Exercise
Check every line of the material below for the string "AuditQuery", and return the ones that have it.

Exercise data
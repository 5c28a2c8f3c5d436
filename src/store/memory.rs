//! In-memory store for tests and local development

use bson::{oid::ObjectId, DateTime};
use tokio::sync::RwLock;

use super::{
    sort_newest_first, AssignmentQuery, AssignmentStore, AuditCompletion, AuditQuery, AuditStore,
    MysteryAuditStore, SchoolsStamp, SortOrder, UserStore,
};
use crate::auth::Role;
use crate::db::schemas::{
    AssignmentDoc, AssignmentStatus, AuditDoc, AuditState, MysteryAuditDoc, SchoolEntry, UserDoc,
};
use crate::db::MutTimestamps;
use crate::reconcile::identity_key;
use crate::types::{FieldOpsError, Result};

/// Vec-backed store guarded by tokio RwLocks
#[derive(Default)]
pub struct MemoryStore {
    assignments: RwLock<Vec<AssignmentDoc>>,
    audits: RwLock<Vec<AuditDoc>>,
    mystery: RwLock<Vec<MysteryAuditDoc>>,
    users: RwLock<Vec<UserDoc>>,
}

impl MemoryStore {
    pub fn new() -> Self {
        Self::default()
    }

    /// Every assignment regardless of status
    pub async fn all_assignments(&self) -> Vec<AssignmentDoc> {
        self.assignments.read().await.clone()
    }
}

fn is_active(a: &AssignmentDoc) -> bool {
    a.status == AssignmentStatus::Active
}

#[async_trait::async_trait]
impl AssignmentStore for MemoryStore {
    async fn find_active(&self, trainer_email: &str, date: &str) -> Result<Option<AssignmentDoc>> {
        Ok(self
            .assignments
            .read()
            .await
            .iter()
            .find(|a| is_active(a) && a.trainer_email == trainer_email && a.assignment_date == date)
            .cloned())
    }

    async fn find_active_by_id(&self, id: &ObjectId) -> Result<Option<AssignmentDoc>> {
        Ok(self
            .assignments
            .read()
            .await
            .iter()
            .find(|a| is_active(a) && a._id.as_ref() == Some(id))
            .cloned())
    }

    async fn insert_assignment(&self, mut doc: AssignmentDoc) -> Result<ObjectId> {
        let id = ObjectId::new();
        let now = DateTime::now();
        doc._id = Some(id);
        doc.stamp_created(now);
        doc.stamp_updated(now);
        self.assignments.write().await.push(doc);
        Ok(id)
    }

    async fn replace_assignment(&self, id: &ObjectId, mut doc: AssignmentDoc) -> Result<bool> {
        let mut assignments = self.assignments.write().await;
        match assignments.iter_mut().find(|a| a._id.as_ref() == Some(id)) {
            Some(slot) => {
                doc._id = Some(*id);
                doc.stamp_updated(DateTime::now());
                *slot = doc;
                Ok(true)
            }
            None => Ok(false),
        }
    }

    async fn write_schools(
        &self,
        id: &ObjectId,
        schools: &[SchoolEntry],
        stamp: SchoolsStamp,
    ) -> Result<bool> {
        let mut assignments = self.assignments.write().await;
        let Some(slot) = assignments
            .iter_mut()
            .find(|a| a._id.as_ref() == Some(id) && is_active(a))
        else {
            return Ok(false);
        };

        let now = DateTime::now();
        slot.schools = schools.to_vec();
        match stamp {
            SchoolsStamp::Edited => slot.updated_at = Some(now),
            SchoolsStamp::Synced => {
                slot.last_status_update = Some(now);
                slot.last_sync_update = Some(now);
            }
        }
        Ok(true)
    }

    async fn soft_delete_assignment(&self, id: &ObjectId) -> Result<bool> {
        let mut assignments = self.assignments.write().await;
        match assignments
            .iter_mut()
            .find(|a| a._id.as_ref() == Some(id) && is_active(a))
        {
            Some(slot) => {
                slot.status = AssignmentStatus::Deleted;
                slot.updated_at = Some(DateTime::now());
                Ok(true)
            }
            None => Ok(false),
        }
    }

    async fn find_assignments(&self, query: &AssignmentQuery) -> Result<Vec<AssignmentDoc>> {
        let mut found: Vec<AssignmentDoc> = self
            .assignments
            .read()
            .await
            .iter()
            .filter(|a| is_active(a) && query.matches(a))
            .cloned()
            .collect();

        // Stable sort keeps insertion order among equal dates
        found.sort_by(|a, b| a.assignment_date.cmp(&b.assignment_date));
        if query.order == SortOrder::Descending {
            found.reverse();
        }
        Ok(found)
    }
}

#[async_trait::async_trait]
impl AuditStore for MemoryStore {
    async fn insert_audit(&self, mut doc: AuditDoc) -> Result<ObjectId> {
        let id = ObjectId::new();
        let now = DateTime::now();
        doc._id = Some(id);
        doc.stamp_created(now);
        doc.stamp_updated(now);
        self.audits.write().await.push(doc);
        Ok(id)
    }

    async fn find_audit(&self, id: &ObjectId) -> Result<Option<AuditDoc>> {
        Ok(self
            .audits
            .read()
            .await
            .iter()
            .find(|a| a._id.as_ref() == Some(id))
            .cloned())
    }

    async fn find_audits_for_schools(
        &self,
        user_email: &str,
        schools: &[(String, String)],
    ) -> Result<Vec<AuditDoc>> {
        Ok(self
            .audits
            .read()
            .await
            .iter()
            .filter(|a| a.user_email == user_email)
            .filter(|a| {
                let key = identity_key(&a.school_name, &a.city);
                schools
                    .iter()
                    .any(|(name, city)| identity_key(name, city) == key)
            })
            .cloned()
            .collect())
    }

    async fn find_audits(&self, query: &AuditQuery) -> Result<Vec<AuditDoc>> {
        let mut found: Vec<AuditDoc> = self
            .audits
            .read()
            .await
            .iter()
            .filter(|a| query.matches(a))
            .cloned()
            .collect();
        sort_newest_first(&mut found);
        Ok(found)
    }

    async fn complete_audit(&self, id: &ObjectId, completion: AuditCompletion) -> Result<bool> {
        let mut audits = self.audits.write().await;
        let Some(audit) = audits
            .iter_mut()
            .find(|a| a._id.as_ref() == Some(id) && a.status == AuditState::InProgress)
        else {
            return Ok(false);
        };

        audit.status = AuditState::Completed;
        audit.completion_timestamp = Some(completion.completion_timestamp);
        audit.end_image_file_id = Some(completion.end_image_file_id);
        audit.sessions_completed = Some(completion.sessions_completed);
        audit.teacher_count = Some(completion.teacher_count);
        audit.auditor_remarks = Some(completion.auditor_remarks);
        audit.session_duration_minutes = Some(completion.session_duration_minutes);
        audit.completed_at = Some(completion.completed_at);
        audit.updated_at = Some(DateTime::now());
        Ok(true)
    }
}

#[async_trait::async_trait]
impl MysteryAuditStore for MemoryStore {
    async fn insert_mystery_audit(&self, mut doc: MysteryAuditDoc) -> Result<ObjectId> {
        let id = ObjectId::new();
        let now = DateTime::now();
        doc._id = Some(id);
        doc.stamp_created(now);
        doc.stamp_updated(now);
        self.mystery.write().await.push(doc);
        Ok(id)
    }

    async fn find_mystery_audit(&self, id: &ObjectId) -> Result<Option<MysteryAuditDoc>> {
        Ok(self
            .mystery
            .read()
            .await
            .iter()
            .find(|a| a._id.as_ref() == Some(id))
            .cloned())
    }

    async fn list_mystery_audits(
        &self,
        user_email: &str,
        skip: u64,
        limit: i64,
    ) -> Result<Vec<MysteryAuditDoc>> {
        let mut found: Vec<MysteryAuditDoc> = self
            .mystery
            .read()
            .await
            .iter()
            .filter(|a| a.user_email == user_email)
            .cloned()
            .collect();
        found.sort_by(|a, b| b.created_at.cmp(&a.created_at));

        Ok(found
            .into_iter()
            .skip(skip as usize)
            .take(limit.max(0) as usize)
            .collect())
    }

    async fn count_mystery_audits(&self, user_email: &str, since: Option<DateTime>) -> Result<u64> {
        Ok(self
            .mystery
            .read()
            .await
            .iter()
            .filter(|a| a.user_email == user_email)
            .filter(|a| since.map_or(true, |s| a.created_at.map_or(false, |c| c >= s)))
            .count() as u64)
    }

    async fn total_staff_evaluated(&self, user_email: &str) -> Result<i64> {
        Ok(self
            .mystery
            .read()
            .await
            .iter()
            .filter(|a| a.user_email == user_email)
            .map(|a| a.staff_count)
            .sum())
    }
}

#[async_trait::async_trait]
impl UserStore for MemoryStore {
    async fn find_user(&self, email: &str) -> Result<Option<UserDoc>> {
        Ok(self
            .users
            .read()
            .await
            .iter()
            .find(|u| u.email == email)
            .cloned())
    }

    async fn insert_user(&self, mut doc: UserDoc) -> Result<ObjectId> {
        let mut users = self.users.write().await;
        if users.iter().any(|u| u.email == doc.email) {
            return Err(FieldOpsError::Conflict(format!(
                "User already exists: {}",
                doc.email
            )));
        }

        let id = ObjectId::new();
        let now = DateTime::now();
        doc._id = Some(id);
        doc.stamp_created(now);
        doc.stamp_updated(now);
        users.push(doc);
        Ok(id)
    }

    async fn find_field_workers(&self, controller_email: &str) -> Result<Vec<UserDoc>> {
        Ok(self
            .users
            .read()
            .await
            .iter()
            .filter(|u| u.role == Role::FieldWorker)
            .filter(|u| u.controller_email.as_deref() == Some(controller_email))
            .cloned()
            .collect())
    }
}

Exercise response
    sort_newest_first, AssignmentQuery, AssignmentStore, AuditCompletion, AuditQuery, AuditStore,
    async fn find_audits(&self, query: &AuditQuery) -> Result<Vec<AuditDoc>> {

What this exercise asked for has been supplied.